- [DATASET CONTENT]
-------------------------

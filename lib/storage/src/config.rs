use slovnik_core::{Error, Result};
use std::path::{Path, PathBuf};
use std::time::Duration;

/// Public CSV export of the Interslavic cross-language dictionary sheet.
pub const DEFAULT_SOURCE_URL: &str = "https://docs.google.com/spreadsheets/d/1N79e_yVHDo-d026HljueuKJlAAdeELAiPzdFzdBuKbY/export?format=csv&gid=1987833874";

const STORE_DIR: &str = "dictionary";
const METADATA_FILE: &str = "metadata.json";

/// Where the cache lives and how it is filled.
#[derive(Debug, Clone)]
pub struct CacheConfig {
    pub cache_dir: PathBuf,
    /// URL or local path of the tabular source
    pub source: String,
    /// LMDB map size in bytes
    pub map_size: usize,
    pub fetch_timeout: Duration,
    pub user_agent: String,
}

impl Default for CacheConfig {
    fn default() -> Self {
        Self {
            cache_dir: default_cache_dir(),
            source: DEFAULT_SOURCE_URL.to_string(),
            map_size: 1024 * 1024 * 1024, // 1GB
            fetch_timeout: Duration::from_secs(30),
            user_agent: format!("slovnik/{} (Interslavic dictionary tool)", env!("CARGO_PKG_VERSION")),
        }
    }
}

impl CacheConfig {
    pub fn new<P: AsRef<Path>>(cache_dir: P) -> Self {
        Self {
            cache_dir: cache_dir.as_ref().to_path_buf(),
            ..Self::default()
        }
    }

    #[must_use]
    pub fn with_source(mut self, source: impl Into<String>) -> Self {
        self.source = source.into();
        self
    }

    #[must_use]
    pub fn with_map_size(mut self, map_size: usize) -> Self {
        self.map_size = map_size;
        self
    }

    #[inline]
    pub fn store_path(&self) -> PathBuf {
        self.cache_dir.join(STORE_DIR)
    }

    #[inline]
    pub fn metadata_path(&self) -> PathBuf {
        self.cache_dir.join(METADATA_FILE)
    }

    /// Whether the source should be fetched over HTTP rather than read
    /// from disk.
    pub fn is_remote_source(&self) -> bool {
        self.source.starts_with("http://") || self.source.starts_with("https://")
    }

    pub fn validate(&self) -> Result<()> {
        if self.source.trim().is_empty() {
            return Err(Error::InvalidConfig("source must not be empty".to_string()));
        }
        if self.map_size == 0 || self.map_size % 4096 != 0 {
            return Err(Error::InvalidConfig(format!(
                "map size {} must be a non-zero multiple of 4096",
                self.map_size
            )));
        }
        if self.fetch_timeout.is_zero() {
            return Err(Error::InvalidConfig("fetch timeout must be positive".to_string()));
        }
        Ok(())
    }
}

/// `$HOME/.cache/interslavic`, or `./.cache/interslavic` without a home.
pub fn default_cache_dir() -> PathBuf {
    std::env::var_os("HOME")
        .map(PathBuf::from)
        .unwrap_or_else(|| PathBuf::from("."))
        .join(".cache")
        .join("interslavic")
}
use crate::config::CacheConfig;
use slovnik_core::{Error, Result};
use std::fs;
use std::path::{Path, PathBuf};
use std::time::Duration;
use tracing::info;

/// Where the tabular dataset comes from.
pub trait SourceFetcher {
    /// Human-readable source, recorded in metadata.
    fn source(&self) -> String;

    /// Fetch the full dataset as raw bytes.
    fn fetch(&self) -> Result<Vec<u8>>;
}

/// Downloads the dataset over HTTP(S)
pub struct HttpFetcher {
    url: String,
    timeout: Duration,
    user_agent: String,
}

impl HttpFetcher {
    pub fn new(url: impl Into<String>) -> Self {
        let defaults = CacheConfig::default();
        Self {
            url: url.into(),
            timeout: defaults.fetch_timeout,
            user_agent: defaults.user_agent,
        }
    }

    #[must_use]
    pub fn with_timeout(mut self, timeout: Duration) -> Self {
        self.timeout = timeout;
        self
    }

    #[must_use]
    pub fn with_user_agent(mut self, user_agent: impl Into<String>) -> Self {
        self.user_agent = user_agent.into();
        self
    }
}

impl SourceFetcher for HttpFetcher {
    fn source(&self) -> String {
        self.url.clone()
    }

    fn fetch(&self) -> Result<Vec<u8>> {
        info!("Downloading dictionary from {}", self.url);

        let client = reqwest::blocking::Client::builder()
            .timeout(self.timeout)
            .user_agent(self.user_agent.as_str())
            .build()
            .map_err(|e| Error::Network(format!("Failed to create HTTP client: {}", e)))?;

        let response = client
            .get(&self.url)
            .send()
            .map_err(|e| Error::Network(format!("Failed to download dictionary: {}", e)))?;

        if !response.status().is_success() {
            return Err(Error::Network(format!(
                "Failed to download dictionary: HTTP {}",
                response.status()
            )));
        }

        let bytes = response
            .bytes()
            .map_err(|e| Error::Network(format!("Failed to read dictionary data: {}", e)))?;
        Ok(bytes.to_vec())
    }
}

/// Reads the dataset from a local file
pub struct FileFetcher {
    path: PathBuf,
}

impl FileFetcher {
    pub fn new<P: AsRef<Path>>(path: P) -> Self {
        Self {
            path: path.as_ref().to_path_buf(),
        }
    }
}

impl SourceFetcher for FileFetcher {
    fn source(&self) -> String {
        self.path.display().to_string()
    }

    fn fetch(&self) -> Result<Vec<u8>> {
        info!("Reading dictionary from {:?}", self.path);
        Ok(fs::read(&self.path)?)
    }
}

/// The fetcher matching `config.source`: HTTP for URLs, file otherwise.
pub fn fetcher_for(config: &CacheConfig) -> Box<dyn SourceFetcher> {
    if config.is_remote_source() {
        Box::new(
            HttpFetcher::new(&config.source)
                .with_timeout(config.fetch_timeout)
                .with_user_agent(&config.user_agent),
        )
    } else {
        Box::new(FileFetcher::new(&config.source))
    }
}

-------------------------

Pick every line from the listing holding the string "AsRef", and copy it.

    pub fn new<P: AsRef<Path>>(cache_dir: P) -> Self {
    pub fn new<P: AsRef<Path>>(path: P) -> Self {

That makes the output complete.